======== Exercise data ========

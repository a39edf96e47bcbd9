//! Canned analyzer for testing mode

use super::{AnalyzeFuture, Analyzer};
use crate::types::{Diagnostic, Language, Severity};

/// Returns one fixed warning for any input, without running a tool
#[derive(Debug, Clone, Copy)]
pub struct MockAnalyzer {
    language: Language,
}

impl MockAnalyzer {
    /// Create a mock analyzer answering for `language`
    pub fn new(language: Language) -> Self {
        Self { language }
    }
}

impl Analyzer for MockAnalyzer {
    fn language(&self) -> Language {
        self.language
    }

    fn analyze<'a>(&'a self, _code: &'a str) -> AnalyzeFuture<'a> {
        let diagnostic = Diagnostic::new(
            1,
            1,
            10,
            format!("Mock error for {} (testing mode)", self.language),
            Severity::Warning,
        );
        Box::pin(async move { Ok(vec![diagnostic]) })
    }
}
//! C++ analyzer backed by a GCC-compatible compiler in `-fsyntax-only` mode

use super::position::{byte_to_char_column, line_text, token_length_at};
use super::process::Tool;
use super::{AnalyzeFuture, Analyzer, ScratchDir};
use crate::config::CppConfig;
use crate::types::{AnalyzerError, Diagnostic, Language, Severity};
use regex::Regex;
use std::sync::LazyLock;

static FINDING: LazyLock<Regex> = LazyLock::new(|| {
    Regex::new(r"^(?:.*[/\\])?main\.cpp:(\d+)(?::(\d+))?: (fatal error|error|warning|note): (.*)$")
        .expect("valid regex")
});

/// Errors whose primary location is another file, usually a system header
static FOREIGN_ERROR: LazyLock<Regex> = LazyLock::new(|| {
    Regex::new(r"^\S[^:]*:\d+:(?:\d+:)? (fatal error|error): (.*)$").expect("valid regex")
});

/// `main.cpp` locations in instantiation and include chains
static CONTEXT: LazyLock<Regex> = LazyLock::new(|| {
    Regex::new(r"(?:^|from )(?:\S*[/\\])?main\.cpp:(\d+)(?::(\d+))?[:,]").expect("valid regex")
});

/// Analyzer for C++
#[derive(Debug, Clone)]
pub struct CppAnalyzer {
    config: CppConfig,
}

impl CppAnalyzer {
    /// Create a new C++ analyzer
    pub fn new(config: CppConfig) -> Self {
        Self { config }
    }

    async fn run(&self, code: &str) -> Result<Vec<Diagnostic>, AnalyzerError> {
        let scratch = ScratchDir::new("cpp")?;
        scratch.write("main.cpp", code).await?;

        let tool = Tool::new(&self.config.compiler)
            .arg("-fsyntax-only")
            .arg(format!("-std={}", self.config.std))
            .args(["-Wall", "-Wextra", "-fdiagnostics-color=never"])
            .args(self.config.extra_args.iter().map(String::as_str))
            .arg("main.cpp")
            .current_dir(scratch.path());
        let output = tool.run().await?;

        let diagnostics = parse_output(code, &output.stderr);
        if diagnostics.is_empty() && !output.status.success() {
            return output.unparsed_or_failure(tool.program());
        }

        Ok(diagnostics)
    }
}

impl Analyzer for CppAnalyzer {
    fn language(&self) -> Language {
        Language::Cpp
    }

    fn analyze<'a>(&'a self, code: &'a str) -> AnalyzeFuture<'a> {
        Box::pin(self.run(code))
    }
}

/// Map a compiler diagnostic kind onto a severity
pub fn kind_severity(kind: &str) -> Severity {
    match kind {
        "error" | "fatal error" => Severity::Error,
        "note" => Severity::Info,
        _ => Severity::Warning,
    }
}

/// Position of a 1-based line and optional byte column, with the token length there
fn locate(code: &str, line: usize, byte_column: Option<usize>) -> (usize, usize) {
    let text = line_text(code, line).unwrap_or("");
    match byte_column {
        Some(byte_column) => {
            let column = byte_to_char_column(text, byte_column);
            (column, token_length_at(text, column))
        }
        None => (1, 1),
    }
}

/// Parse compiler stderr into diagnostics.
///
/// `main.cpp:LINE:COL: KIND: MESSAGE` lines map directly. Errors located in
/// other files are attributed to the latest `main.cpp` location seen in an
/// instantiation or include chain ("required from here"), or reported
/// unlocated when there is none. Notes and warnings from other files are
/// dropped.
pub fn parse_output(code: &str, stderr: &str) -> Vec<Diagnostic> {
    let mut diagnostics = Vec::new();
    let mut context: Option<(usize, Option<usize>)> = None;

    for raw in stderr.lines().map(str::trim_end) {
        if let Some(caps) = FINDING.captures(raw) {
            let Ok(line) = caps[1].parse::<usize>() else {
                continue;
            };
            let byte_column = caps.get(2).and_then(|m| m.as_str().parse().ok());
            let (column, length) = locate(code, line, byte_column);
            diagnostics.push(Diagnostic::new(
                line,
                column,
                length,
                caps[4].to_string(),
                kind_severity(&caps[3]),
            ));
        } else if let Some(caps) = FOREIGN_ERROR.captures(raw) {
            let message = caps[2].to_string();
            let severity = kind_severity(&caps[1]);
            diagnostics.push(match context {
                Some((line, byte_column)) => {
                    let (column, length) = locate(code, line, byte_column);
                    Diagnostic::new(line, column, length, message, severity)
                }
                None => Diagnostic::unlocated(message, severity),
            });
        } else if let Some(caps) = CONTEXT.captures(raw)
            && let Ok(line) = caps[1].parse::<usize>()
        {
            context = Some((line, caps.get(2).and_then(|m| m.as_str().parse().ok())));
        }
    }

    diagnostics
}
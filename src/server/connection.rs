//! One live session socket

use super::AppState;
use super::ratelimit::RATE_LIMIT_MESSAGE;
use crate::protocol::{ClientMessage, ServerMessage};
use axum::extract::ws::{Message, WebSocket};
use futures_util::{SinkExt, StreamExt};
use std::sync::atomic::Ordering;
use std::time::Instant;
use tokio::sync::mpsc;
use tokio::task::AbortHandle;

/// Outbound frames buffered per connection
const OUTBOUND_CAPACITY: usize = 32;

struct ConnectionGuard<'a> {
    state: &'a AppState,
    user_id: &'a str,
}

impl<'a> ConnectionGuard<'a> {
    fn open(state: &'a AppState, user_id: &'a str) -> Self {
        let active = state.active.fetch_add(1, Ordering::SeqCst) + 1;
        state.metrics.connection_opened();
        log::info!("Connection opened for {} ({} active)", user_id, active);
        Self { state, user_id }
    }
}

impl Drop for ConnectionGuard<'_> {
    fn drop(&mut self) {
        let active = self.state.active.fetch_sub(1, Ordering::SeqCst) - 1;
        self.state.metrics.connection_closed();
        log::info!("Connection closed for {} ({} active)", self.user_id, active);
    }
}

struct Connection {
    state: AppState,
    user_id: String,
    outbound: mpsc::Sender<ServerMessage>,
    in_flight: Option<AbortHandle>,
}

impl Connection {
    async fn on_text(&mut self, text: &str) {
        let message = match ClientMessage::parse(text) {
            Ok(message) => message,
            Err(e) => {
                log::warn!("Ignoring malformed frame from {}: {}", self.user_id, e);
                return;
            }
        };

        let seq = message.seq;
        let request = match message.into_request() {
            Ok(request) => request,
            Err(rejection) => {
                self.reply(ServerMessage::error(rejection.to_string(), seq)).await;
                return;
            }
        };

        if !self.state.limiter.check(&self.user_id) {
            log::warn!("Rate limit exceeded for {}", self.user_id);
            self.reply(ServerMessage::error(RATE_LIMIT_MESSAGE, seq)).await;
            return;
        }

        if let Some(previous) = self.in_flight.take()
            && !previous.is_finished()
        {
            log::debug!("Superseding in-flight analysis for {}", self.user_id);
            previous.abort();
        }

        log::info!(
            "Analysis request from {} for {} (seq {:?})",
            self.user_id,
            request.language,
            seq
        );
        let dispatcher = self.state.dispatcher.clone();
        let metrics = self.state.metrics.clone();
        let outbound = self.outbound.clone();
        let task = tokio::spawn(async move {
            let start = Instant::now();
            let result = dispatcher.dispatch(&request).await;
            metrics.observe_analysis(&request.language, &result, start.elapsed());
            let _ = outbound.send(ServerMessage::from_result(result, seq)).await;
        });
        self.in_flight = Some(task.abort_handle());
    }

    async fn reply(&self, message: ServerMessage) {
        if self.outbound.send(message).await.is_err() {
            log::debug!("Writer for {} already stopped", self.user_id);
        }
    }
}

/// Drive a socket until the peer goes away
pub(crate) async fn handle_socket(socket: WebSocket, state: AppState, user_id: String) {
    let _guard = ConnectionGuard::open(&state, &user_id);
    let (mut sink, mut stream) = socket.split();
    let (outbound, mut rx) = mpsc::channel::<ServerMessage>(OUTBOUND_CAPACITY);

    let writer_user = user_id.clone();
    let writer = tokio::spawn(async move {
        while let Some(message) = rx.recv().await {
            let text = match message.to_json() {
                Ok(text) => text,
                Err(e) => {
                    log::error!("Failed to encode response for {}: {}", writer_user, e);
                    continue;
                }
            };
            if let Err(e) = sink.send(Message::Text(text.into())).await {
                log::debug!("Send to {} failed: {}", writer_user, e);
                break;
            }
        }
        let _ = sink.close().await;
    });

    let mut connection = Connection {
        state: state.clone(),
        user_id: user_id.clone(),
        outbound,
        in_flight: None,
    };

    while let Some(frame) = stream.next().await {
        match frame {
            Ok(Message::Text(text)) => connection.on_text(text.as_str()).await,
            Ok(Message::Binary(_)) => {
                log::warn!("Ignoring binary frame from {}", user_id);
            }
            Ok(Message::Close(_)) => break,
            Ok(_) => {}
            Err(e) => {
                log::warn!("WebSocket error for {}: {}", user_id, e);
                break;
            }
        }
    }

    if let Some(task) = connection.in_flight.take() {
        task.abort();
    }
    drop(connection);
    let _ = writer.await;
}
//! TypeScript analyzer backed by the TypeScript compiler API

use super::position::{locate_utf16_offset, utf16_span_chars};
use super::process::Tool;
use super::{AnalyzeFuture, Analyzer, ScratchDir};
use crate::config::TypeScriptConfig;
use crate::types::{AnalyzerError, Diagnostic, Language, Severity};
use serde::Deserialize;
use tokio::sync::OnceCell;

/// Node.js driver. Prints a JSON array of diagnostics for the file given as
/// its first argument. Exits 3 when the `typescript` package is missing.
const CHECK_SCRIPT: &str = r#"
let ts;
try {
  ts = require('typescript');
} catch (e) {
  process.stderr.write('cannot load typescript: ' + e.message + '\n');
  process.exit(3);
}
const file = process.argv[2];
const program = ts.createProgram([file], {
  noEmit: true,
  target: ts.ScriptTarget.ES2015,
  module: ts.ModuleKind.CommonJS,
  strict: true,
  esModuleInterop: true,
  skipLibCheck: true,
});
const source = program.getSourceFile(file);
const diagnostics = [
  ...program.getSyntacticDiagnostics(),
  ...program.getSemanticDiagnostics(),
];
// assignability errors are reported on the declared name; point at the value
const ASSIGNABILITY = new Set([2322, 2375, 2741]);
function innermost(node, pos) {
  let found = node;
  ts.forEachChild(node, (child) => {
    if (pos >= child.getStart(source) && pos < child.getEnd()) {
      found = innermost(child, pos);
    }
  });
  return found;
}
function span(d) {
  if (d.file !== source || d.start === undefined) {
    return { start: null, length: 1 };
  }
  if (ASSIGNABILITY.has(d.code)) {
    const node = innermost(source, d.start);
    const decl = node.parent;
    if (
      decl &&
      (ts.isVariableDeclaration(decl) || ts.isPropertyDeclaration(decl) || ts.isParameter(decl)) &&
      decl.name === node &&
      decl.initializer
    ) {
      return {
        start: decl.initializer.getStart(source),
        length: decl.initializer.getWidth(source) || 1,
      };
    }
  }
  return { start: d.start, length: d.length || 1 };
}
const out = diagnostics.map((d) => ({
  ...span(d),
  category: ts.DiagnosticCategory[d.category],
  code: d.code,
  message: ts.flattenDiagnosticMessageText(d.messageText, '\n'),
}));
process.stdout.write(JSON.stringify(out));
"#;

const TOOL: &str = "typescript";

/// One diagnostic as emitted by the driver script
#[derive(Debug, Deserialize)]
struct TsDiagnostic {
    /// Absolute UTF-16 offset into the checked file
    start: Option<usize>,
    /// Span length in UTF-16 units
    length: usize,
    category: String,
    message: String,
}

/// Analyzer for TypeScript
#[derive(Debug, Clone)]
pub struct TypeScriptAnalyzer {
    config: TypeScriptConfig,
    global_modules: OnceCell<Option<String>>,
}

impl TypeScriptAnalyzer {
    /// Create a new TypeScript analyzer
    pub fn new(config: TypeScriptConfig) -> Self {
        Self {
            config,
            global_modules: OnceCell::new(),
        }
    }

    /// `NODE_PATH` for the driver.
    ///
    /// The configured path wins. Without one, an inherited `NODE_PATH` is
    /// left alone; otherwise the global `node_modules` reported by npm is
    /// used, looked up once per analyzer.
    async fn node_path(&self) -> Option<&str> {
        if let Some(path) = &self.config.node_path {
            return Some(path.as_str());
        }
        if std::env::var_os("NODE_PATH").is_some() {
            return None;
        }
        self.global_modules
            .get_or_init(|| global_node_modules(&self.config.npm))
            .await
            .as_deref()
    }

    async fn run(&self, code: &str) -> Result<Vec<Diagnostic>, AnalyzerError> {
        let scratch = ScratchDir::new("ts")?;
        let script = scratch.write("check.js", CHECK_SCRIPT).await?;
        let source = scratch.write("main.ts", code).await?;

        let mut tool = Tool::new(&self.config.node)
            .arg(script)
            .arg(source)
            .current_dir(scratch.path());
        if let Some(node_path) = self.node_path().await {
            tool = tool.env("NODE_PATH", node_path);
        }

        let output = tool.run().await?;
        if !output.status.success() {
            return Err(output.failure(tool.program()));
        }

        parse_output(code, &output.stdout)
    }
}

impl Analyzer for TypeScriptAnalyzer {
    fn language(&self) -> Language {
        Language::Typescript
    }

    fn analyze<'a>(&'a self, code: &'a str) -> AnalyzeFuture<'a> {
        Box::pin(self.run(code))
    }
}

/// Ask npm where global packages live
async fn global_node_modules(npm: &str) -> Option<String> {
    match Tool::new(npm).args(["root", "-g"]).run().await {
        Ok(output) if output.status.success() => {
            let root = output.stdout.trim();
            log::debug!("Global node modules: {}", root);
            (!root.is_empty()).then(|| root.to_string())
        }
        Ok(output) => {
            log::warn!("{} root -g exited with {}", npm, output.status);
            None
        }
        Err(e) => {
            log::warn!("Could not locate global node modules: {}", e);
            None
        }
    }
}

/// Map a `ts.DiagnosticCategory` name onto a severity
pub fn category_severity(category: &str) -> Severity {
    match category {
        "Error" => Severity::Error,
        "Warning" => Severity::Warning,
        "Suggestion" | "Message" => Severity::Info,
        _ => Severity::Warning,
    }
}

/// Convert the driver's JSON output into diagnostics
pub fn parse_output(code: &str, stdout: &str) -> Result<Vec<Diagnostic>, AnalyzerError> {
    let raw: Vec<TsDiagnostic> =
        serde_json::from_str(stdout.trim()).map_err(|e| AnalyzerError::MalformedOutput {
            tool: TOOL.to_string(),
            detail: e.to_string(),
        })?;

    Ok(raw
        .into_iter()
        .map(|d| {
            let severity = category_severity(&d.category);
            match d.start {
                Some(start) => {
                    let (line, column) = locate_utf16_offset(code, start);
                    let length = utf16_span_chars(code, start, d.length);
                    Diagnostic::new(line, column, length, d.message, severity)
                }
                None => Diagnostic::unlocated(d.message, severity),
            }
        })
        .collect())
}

========

- Prompt: For each line in the entries that contains the string "true", make a copy.

- Answer to the problem:
  noEmit: true,
  strict: true,
  esModuleInterop: true,
  skipLibCheck: true,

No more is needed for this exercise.